When I became a mom after a long IT career on Wall Street, I suddenly found myself multi-tasking on steroids. I was always a great juggler, but having children and balancing a career with a family was new territory. I hadn’t found much support out there for successful women, like me, who were trying to keep a foothold in their families as well as their careers. It’s a catch-22: career-minded women have to maintain a professional image that they have it all together, but in reality, they struggle with the challenge of returning home to their second shift. We need the support.
In Our Shoes felt like the perfect name, as I wanted to make a very authentic, human connection to other ambitious women who were handling the very real challenge of juggling it all, but weren’t able to shout to the universe for support.
What does your typical day look like?
I’d say it very much depends on the day! New media likes to call it the “work-life balance” thing for women. There’s no such thing; it doesn’t exist. A typical day for working women consists of putting out the fire of the day and then moving on to the next one, in a completely different direction. If I have a large event coming up, I’m consumed by the preparation for it. If I am working from home, I’m on the clock (while my kids are at school) and pushing through a six-hour stretch of work to make every second count. In the evening, I’m always on my kids’ watches, following homework, dinner and story time.
Most days, I’m in the eye of the storm constantly, but it’s my “normal” and it works.
How do you bring ideas to life?
As women, we have a lot of internal dialogue going on all of the time. We’re all great thinkers. While that’s a positive trait, it can also be draining as well. Whenever I’m faced with a personal challenge at work or at home, I experiment by using it as either part of a webinar or a teleconference, or as the topic for an article I’m writing.

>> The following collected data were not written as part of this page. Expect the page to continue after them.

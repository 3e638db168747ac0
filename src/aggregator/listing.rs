//! Searchable, sortable track listing.
//!
//! Listings borrow from the catalog; the tracks themselves are never copied
//! or modified.

use crate::parser::Track;
use clap::ValueEnum;
use log::debug;
use std::cmp::Ordering;

/// Column a listing is sorted by
#[derive(Debug, Clone, Copy, Default, PartialEq, Eq, ValueEnum)]
pub enum TrackSortKey {
    #[default]
    Name,
    Popularity,
    Duration,
}

#[derive(Debug, Clone, Copy, Default, PartialEq, Eq, ValueEnum)]
pub enum SortOrder {
    #[default]
    Asc,
    Desc,
}

/// Keep tracks matching a search query
///
/// **Public** - search box of the track table
///
/// Case-insensitive substring match on the track name, any credited artist
/// name, or the album name. A blank query keeps every track, in catalog order.
pub fn filter_tracks<'a>(tracks: &'a [Track], query: &str) -> Vec<&'a Track> {
    let needle = query.trim().to_lowercase();

    let matches: Vec<&Track> = tracks
        .iter()
        .filter(|track| needle.is_empty() || track_matches(track, &needle))
        .collect();

    debug!("Query {:?} matched {} of {} tracks", query, matches.len(), tracks.len());

    matches
}

/// Sort a listing in place
///
/// **Public** - sortable columns of the track table
///
/// Stable: tracks comparing equal keep their current relative order in both
/// directions. Names compare case-insensitively.
pub fn sort_tracks(tracks: &mut [&Track], key: TrackSortKey, order: SortOrder) {
    tracks.sort_by(|a, b| {
        let ordering = compare_by(a, b, key);
        match order {
            SortOrder::Asc => ordering,
            SortOrder::Desc => ordering.reverse(),
        }
    });
}

fn track_matches(track: &Track, needle: &str) -> bool {
    let contains = |text: &str| text.to_lowercase().contains(needle);

    contains(&track.name)
        || track.artists.iter().any(|artist| contains(&artist.name))
        || track.album.as_ref().is_some_and(|album| contains(&album.name))
}

fn compare_by(a: &Track, b: &Track, key: TrackSortKey) -> Ordering {
    match key {
        TrackSortKey::Name => a.name.to_lowercase().cmp(&b.name.to_lowercase()),
        TrackSortKey::Popularity => a.popularity.cmp(&b.popularity),
        TrackSortKey::Duration => a.duration_ms.cmp(&b.duration_ms),
    }
}
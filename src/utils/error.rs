//! Error types for the entire application.
//!
//! We use `thiserror` for library-style errors with custom types,
//! and `anyhow` for application-level error propagation in main.rs and commands.

use thiserror::Error;

/// Errors that can occur while loading a track catalog
#[derive(Error, Debug)]
pub enum ParseError {
    #[error("Failed to read catalog: {0}")]
    Io(#[from] std::io::Error),

    #[error("JSON deserialization failed: {0}")]
    JsonError(#[from] serde_json::Error),

    #[error("Invalid catalog format: {0}")]
    InvalidFormat(String),
}

/// Errors that can occur during file output
#[derive(Error, Debug)]
pub enum OutputError {
    #[error("Failed to write file: {0}")]
    WriteFailed(#[from] std::io::Error),

    #[error("Failed to serialize JSON: {0}")]
    SerializationFailed(#[from] serde_json::Error),

    #[error("Invalid output path: {0}")]
    InvalidPath(String),
}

The best example of this that I can give is a bout of Imposter Syndrome I was suffering with after delivering a powerful speech I gave at a large event in New York. I had received much positive feedback afterward, but I was having a challenge owning it. We women are not good at celebrating our wins. I took a step back, listened to my inner voice, and took it on. This inspired an article I wrote for a career column I write for occasionally. I received great feedback from readers who shared the same experience, which was so rewarding to hear. So I’d have to say most of my ideas come directly from my own life’s challenges, from those of my clients, or from whispered frustrations of the women with whom I connect.
What’s one trend that really excites you?

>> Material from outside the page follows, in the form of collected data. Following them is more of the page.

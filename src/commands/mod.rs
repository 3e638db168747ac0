//! CLI command implementations.
//!
//! Each command is implemented in its own module.
//! Commands orchestrate the various library components to perform user tasks.

pub mod list;
pub mod models;
pub mod report;
pub mod utils;

// Re-export main command functions
pub use list::execute_list;
pub use models::{ListArgs, ReportArgs};
pub use report::{build_report, execute_report, validate_args};
pub use utils::{display_schema, display_version, validate_catalog_file};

Meeting and connecting with like-minded women! It’s addictive. The moment I meet a woman that I admire, I can feel the mutual energy; it is such a jolt of inspiration. It usually continues on with a coffee meeting or online conversation. It’s a natural trend for women to want to connect and inspire one another. It has really opened up a lot of doors for me.
What was the worst job you ever had and what did you learn from it?
Early on in my career I wanted to be a writer, but all of my education was rooted in technology. It was difficult to simply cross over. So I took a summer internship as a technical writer. I discovered that while I loved writing, I didn’t love writing about technology! It didn’t move me. I learned that having the right skills are important, but knowing what you stand for and what your true purpose is career-wise is even more so.
If you were to start again, what would you do differently?
I would have taken more risks after college. Today I have a global perspective on my work, as I partner with U.K. organizations and women (as well as with those here in the U.S.), but early on in my career, I wish I had moved around more and taken advantage of opportunities that would have been safe to pursue even if they ended in failure. The older you get, the harder it is to have that child-like confidence to take on the world. I’m fortunate to have grown a steady network over the years, which allows me to travel and take some risk today. But I realize there were other paths I could have taken as well.
As an entrepreneur, what is the one thing you do over and over and recommend everyone else do?
Without a doubt, I’d challenge every budding entrepreneur to be a restless soul and find chaos in everything they do. Live without borders and take on anything, especially when others (or even you) whisper the word no.
If there’s one thing I’ve learned, it’s that getting out of your skin, taking risks, and picking up the phone for a new opportunity is hands-down the best way to fuel ourselves and our businesses. Never accept the status quo, and ask yourself–in any chaotic, stressful situation–whether you have any regrets. If the answer is still “no,” you know you’ve found your passion in business. The rest will work itself out. We don’t’ need to know how, we just need to know we’re still in the game.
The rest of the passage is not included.